**Exercise objective:**
Your answer should consist of every line from the records that holds the string "multiply".

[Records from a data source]
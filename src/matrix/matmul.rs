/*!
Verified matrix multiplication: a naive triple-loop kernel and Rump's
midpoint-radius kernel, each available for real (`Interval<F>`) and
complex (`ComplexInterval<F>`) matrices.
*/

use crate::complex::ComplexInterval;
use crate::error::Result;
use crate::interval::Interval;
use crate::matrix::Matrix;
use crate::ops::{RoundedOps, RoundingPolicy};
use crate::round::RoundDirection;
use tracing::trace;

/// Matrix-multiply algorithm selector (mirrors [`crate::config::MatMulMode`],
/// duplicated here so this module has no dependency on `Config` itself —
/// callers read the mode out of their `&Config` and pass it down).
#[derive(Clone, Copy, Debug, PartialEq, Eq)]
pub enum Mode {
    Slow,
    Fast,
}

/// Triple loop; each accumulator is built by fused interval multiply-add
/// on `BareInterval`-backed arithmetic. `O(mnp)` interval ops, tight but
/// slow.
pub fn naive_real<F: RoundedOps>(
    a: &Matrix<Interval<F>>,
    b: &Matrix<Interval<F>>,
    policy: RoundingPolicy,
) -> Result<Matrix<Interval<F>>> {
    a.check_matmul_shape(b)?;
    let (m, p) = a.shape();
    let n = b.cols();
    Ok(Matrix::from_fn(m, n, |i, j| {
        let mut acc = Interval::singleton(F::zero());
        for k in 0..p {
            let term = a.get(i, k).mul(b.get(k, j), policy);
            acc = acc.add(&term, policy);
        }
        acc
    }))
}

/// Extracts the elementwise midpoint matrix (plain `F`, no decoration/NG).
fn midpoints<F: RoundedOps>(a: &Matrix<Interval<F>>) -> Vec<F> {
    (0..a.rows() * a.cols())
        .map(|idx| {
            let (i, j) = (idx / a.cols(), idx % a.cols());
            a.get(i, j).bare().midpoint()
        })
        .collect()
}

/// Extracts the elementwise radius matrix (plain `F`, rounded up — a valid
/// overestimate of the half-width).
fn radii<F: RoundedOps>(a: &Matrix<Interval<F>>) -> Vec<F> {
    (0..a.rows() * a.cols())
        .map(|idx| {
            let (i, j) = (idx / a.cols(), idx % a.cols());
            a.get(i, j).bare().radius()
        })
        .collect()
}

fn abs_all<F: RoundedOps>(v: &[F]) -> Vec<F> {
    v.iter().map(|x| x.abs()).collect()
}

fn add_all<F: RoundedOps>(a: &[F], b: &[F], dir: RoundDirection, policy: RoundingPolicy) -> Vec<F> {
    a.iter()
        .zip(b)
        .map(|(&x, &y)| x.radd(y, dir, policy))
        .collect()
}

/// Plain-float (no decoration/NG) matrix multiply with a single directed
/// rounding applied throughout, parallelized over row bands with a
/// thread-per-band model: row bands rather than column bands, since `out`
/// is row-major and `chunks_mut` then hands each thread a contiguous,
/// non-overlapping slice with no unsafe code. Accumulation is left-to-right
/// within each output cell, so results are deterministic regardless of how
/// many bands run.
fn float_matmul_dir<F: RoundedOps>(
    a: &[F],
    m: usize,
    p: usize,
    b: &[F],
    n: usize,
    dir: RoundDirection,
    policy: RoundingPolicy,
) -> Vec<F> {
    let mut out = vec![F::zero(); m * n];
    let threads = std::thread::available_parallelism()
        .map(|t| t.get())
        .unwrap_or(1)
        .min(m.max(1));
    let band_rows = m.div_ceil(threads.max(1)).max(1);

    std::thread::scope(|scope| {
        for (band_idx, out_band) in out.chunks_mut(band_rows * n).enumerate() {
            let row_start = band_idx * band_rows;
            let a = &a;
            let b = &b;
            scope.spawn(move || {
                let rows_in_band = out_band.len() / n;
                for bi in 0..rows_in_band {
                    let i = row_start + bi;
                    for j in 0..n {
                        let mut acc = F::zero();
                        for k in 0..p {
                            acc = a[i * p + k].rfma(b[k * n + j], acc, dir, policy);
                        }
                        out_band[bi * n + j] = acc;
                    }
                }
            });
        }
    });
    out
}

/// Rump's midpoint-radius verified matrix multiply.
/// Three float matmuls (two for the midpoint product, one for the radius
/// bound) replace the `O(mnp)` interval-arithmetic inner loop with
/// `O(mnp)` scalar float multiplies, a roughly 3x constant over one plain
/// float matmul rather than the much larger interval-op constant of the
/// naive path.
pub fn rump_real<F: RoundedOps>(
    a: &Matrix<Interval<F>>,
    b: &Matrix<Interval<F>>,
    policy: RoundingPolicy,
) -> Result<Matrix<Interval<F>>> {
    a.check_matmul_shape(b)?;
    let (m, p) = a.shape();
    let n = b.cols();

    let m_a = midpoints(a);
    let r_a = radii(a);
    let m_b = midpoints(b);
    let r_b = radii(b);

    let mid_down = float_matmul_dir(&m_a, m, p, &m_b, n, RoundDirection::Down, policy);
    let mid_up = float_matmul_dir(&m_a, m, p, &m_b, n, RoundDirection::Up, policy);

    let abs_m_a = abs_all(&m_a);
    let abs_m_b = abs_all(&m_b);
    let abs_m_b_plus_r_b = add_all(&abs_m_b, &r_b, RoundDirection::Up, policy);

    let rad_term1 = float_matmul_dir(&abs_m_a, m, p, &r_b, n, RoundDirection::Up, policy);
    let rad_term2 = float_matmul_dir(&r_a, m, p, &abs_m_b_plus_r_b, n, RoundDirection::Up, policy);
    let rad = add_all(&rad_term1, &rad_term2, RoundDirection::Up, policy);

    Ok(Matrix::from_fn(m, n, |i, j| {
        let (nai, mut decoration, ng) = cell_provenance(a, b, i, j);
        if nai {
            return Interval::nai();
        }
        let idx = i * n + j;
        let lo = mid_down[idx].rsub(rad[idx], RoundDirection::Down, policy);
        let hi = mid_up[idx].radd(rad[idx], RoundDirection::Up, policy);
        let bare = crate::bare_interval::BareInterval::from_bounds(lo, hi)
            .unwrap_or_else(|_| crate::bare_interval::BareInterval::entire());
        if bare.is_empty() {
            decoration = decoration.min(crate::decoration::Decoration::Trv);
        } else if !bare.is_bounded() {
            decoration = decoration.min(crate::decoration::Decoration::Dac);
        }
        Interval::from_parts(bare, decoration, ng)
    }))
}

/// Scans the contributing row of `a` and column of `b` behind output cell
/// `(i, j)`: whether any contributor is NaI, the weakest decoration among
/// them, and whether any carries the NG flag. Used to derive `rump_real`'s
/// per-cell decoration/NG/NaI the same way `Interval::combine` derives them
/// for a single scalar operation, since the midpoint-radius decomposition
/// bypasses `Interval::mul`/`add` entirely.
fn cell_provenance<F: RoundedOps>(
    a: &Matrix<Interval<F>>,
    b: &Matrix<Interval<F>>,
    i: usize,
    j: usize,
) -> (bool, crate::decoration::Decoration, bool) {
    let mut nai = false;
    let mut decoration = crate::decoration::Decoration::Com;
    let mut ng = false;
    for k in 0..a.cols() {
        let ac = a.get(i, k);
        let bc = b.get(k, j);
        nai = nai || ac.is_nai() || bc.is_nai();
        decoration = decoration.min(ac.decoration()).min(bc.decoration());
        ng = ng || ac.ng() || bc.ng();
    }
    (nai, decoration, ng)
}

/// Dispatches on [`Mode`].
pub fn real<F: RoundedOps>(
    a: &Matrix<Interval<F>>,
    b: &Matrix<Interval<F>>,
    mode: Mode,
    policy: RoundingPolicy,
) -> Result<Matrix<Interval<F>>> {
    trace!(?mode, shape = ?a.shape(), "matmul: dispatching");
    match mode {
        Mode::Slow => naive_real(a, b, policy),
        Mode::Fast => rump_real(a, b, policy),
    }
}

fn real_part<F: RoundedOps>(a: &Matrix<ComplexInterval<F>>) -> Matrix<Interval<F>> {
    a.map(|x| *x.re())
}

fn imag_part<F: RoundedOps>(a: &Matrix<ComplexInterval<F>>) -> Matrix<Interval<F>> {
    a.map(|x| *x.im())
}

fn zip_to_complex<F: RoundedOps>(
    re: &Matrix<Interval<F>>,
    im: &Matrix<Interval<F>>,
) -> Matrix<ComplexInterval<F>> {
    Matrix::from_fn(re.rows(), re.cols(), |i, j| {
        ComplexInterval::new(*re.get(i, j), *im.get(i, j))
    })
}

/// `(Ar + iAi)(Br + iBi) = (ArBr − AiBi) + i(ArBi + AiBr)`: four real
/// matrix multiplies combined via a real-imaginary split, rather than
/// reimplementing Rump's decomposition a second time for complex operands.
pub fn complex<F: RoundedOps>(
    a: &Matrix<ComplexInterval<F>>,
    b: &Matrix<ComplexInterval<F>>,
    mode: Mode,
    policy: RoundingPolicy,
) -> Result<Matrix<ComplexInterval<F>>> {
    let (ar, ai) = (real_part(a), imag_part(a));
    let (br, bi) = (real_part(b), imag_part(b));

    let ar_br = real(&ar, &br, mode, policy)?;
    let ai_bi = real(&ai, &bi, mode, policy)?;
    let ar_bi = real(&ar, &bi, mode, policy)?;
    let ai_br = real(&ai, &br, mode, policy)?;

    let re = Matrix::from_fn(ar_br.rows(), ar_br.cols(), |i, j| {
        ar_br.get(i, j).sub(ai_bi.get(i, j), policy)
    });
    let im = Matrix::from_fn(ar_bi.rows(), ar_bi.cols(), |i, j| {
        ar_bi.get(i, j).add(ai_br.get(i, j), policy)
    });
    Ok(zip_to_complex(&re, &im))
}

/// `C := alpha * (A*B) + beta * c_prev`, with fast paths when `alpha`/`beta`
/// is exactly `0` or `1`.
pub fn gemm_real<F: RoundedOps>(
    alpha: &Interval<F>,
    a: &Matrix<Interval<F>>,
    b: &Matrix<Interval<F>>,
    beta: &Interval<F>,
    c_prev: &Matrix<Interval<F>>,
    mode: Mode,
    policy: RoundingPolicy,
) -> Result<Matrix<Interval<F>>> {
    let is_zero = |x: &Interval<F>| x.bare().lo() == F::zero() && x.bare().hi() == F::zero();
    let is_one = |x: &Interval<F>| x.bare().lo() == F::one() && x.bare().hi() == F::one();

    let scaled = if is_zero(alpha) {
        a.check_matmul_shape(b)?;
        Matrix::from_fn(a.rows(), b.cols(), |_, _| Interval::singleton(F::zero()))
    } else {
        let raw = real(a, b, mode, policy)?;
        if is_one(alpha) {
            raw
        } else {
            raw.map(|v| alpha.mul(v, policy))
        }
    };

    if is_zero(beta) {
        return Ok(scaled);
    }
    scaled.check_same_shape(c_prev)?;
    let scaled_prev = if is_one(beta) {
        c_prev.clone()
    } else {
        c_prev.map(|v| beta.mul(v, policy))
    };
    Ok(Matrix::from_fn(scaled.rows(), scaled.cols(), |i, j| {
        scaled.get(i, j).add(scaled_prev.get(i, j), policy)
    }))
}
---
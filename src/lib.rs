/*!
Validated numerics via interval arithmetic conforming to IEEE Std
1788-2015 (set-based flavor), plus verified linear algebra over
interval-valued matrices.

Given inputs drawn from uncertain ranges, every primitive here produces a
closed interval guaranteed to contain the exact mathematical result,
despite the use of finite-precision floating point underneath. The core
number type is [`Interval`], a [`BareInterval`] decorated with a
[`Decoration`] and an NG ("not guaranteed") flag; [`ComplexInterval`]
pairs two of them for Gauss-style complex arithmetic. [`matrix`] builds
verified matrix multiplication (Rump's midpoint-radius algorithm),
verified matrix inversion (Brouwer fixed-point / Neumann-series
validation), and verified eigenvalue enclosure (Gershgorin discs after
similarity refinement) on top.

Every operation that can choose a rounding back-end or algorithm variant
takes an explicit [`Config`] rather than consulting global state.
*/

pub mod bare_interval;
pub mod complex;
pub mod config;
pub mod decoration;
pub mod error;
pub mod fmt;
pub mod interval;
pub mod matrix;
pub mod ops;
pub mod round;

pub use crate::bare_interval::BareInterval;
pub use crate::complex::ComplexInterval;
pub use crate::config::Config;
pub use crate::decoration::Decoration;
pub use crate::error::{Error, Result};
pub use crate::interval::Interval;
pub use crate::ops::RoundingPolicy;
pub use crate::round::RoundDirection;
...
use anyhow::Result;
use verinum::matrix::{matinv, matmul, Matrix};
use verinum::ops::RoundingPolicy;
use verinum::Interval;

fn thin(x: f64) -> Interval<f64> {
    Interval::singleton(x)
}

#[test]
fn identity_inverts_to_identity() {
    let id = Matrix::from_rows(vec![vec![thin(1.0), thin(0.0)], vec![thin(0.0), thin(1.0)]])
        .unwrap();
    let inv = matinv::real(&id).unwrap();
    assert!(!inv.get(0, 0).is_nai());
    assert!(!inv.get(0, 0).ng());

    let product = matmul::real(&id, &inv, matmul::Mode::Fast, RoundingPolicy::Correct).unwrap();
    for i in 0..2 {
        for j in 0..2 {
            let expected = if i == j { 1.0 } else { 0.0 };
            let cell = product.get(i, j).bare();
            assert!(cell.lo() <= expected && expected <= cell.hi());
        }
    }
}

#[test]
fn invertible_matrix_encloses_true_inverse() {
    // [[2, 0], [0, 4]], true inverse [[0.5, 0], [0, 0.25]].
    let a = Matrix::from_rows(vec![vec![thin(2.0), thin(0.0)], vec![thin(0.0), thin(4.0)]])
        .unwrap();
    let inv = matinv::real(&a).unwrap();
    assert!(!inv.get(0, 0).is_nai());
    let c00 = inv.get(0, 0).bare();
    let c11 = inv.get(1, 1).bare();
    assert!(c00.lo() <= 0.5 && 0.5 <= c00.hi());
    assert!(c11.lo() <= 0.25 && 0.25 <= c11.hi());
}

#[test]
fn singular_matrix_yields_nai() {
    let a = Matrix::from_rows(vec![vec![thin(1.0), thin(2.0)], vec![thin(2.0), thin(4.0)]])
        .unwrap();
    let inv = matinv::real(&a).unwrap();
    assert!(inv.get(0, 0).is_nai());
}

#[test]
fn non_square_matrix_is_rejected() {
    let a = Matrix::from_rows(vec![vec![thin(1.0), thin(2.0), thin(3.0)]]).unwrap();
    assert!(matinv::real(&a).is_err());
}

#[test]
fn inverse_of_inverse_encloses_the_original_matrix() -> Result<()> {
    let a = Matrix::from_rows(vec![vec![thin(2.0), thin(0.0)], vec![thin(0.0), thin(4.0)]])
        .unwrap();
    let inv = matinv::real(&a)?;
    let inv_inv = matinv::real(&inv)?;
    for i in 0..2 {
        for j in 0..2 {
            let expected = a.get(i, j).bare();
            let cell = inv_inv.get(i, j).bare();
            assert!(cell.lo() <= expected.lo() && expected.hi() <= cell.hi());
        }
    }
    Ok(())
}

**Your solution:**
/// Matrix-multiply algorithm selector (mirrors [`crate::config::MatMulMode`],
/// Triple loop; each accumulator is built by fused interval multiply-add
/// Plain-float (no decoration/NG) matrix multiply with a single directed
/// Rump's midpoint-radius verified matrix multiply.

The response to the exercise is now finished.